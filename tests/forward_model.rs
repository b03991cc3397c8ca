//! End-to-end tests of the forward model and Jacobian chain.

use approx::{assert_abs_diff_eq, assert_relative_eq};
use ndarray::Array2;
use tracegas_rtm::{
    build_cross_sections, AtmosphericProfile, ForwardModel, GasColumn, Instrument,
    JacobianEngine, LineList, LineShapeKind, LineShapeModel, LineTransition, ModelError,
    Molecule, SolarSpectrum, StateVector,
};

fn uniform_grid(start: f64, step: f64, n: usize) -> Vec<f64> {
    (0..n).map(|i| start + step * i as f64).collect()
}

fn line(center: f64, intensity: f64) -> LineTransition {
    LineTransition {
        center_wavenumber: center,
        intensity,
        air_hwhm: 0.05,
        lower_state_energy: 0.,
        temperature_exponent: 0.7,
    }
}

fn model_for(kind: LineShapeKind, centers: &[f64]) -> LineShapeModel {
    let list = LineList::new(
        Molecule::new(2, 1, 44.),
        centers.iter().map(|&c| line(c, 1e-23)).collect::<Vec<_>>(),
        (6150., 6250.),
    )
    .unwrap();
    LineShapeModel::new(kind, list, 25.).unwrap()
}

/// Ten identical 1000 Pa layers at 250 K, zero humidity.
fn flat_profile() -> AtmosphericProfile {
    let p_half: Vec<f64> = (0..=10).map(|k| 1000. * k as f64).collect();
    AtmosphericProfile::from_state(0., 0., 10_000., p_half, vec![250.; 10], vec![0.; 10])
        .unwrap()
}

/// A small but humid 3-layer profile for the Jacobian tests.
fn humid_profile() -> AtmosphericProfile {
    AtmosphericProfile::from_state(
        45.,
        10.,
        90_000.,
        vec![0., 30_000., 60_000., 90_000.],
        vec![220., 250., 280.],
        vec![0.0005, 0.002, 0.008],
    )
    .unwrap()
}

/// Equal layers must see equal per-layer optical depth: pointwise for the
/// pressure-independent Doppler shape, spectrally integrated for Voigt.
#[test]
fn flat_profile_gives_equal_layer_optical_depth() {
    let profile = flat_profile();
    let grid = uniform_grid(6198., 0.002, 2001);

    // All layers carry the same dry column.
    for &vcd in profile.vcd_dry() {
        assert_relative_eq!(vcd, profile.vcd_dry()[0], max_relative = 1e-12);
    }

    let doppler = build_cross_sections(&profile, &[model_for(LineShapeKind::Doppler, &[6200.])], &grid)
        .unwrap();
    for layer in 0..10 {
        for w in 0..grid.len() {
            let tau = doppler.values()[[w, layer, 0]] * profile.vcd_dry()[layer];
            let tau0 = doppler.values()[[w, 0, 0]] * profile.vcd_dry()[0];
            assert_relative_eq!(tau, tau0, max_relative = 1e-12);
        }
    }

    let voigt = build_cross_sections(&profile, &[model_for(LineShapeKind::Voigt, &[6200.])], &grid)
        .unwrap();
    let integrated: Vec<f64> = (0..10)
        .map(|layer| {
            let mut sum = 0.;
            for w in 0..grid.len() - 1 {
                sum += 0.5
                    * (voigt.values()[[w, layer, 0]] + voigt.values()[[w + 1, layer, 0]])
                    * (grid[w + 1] - grid[w]);
            }
            sum * profile.vcd_dry()[layer]
        })
        .collect();
    for tau in &integrated {
        assert_relative_eq!(*tau, integrated[0], max_relative = 5e-3);
    }
}

#[test]
fn zero_absorber_reproduces_the_continuum_polynomial() {
    let profile = flat_profile();
    let grid = uniform_grid(6199., 0.002, 1001);
    let tensor =
        build_cross_sections(&profile, &[model_for(LineShapeKind::Voigt, &[6200.])], &grid)
            .unwrap();
    let output_grid = uniform_grid(6199.5, 0.05, 21);
    let instrument = Instrument::gaussian(0.05, 0.002, output_grid.clone()).unwrap();
    let model = ForwardModel::new(&tensor, &profile, &[GasColumn::dry()], None, 2.0, &instrument)
        .unwrap();

    let state = StateVector::new(
        Array2::zeros((10, 1)),
        vec![0.75, 0.1],
    )
    .unwrap();
    let out = model.simulate(&state).unwrap();

    // Transmission is exactly 1, so the output is the polynomial on the
    // rescaled abscissa.
    let mean: f64 = output_grid.iter().sum::<f64>() / output_grid.len() as f64;
    let half_range = 0.5 * (output_grid[output_grid.len() - 1] - output_grid[0]);
    for (v, &nu) in out.iter().zip(&output_grid) {
        let x = (nu - mean) / half_range;
        assert_relative_eq!(*v, 0.75 + 0.1 * x, max_relative = 1e-9);
    }
}

#[test]
fn solar_spectrum_multiplies_into_the_simulation() {
    let profile = flat_profile();
    let grid = uniform_grid(6199., 0.002, 1001);
    let tensor =
        build_cross_sections(&profile, &[model_for(LineShapeKind::Voigt, &[6200.])], &grid)
            .unwrap();
    let output_grid = uniform_grid(6199.5, 0.05, 21);
    let instrument = Instrument::gaussian(0.05, 0.002, output_grid.clone()).unwrap();

    // A linear solar ramp passes through the symmetric kernel unchanged in
    // the grid interior.
    let solar = SolarSpectrum::new(vec![6190., 6210.], vec![0.9, 1.1]).unwrap();
    let model = ForwardModel::new(
        &tensor,
        &profile,
        &[GasColumn::dry()],
        Some(&solar),
        1.0,
        &instrument,
    )
    .unwrap();

    let state = StateVector::new(Array2::zeros((10, 1)), vec![1.0]).unwrap();
    let out = model.simulate(&state).unwrap();
    for (v, &nu) in out.iter().zip(&output_grid) {
        let expected = 0.9 + (1.1 - 0.9) * (nu - 6190.) / 20.;
        assert_relative_eq!(*v, expected, max_relative = 1e-6);
    }
}

#[test]
fn wet_gas_with_dry_atmosphere_absorbs_nothing() {
    let profile = flat_profile(); // zero humidity
    let grid = uniform_grid(6199., 0.002, 1001);
    let tensor =
        build_cross_sections(&profile, &[model_for(LineShapeKind::Voigt, &[6200.])], &grid)
            .unwrap();
    let instrument =
        Instrument::gaussian(0.05, 0.002, uniform_grid(6199.5, 0.05, 21)).unwrap();
    let model = ForwardModel::new(&tensor, &profile, &[GasColumn::wet()], None, 1.0, &instrument)
        .unwrap();

    let state = StateVector::new(Array2::from_elem((10, 1), 1.0), vec![1.0]).unwrap();
    let out = model.simulate(&state).unwrap();
    for v in out.iter() {
        assert_relative_eq!(*v, 1.0, max_relative = 1e-10);
    }
}

#[test]
fn mismatched_state_is_rejected() {
    let profile = flat_profile();
    let grid = uniform_grid(6199., 0.002, 501);
    let tensor =
        build_cross_sections(&profile, &[model_for(LineShapeKind::Voigt, &[6200.])], &grid)
            .unwrap();
    let instrument =
        Instrument::gaussian(0.05, 0.002, uniform_grid(6199.3, 0.05, 9)).unwrap();
    let model = ForwardModel::new(&tensor, &profile, &[GasColumn::dry()], None, 1.0, &instrument)
        .unwrap();

    // 7 layers instead of the tensor's 10.
    let state = StateVector::new(Array2::zeros((7, 1)), vec![1.0]).unwrap();
    match model.simulate(&state) {
        Err(ModelError::StateLength { .. }) => {}
        other => panic!("expected StateLength, got {other:?}"),
    }
}

/// Jacobian setup shared by the gradient-check tests: two gases (one tied
/// to the water column), a strong absorber, and a quadratic continuum.
fn jacobian_scene() -> (AtmosphericProfile, Vec<LineShapeModel>, Vec<f64>) {
    let profile = humid_profile();
    let models = vec![
        model_for(LineShapeKind::Voigt, &[6199.8, 6200.3]),
        model_for(LineShapeKind::Voigt, &[6200.05]),
    ];
    let grid = uniform_grid(6199.4, 0.002, 601);
    (profile, models, grid)
}

#[test]
fn dual_jacobian_matches_finite_differences() {
    let (profile, models, grid) = jacobian_scene();
    let tensor = build_cross_sections(&profile, &models, &grid).unwrap();
    let instrument =
        Instrument::gaussian(0.05, 0.002, uniform_grid(6199.7, 0.05, 13)).unwrap();
    let model = ForwardModel::new(
        &tensor,
        &profile,
        &[GasColumn::dry(), GasColumn::wet()],
        None,
        2.5,
        &instrument,
    )
    .unwrap();

    // Mixing ratios sized to give order-unity optical depth so the
    // exponential nonlinearity is actually exercised.
    let vmr = Array2::from_shape_fn((3, 2), |(l, g)| 1e-4 + 5e-5 * (l + 2 * g) as f64);
    let state = StateVector::new(vmr, vec![1.0, 0.08, -0.03]).unwrap();

    let engine = JacobianEngine::new(&model);
    let dual = engine.jacobian(&state).unwrap();
    assert_eq!(dual.dim(), (13, 9));

    let fd = engine.jacobian_fd(&state, 1e-4).unwrap();
    let scale = dual.iter().fold(0.0f64, |m, v| m.max(v.abs()));
    assert!(scale > 0.);
    for (d, f) in dual.iter().zip(fd.iter()) {
        assert_abs_diff_eq!(*d, *f, epsilon = 1e-5 * scale);
    }
}

#[test]
fn finite_difference_error_tightens_with_step() {
    let (profile, models, grid) = jacobian_scene();
    let tensor = build_cross_sections(&profile, &models, &grid).unwrap();
    let instrument =
        Instrument::gaussian(0.05, 0.002, uniform_grid(6199.7, 0.05, 13)).unwrap();
    let model = ForwardModel::new(
        &tensor,
        &profile,
        &[GasColumn::dry(), GasColumn::wet()],
        None,
        2.5,
        &instrument,
    )
    .unwrap();

    let vmr = Array2::from_elem((3, 2), 2e-4);
    let state = StateVector::new(vmr, vec![1.0, 0.05, 0.02]).unwrap();

    let engine = JacobianEngine::new(&model);
    let dual = engine.jacobian(&state).unwrap();

    // Only the VMR columns are nonlinear; the polynomial columns are exact
    // under finite differences at any step.
    let error_at = |rel_step: f64| -> f64 {
        let fd = engine.jacobian_fd(&state, rel_step).unwrap();
        let mut max_err = 0.0f64;
        for j in 0..6 {
            for i in 0..13 {
                max_err = max_err.max((dual[[i, j]] - fd[[i, j]]).abs());
            }
        }
        max_err
    };

    let coarse = error_at(1e-2);
    let fine = error_at(1e-4);
    assert!(fine <= coarse);

    let scale = dual.iter().fold(0.0f64, |m, v| m.max(v.abs()));
    assert!(fine <= 1e-6 * scale);
}

#[test]
fn polynomial_jacobian_columns_are_exact() {
    let (profile, models, grid) = jacobian_scene();
    let tensor = build_cross_sections(&profile, &models, &grid).unwrap();
    let output_grid = uniform_grid(6199.7, 0.05, 13);
    let instrument = Instrument::gaussian(0.05, 0.002, output_grid.clone()).unwrap();
    let model = ForwardModel::new(
        &tensor,
        &profile,
        &[GasColumn::dry(), GasColumn::wet()],
        None,
        1.0,
        &instrument,
    )
    .unwrap();

    let vmr = Array2::from_elem((3, 2), 1e-4);
    let state = StateVector::new(vmr.clone(), vec![1.0, 0.05, 0.02]).unwrap();
    let engine = JacobianEngine::new(&model);
    let jacobian = engine.jacobian(&state).unwrap();

    // ∂output/∂c_k = convolved_transmission · x̃^k; with the polynomial set
    // to exactly 1 the simulation itself is that convolved transmission.
    let base = model
        .simulate(&StateVector::new(vmr, vec![1.0]).unwrap())
        .unwrap();
    let mean: f64 = output_grid.iter().sum::<f64>() / output_grid.len() as f64;
    let half_range = 0.5 * (output_grid[output_grid.len() - 1] - output_grid[0]);
    for (k, j) in (6..9).enumerate() {
        for i in 0..13 {
            let x = (output_grid[i] - mean) / half_range;
            assert_relative_eq!(
                jacobian[[i, j]],
                base[i] * x.powi(k as i32),
                max_relative = 1e-9,
                epsilon = 1e-12
            );
        }
    }
}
• • •
* **What the task asks**:
Only the lines above starting at the line that holds "is actually exercised." and ending at the line that holds "let fd = engine.jacobian_fd(&state, 1e-4).unwrap();" are to be repeated, exactly and in full.

* **Result**:
    // exponential nonlinearity is actually exercised.
    let vmr = Array2::from_shape_fn((3, 2), |(l, g)| 1e-4 + 5e-5 * (l + 2 * g) as f64);
    let state = StateVector::new(vmr, vec![1.0, 0.08, -0.03]).unwrap();

    let engine = JacobianEngine::new(&model);
    let dual = engine.jacobian(&state).unwrap();
    assert_eq!(dual.dim(), (13, 9));

    let fd = engine.jacobian_fd(&state, 1e-4).unwrap();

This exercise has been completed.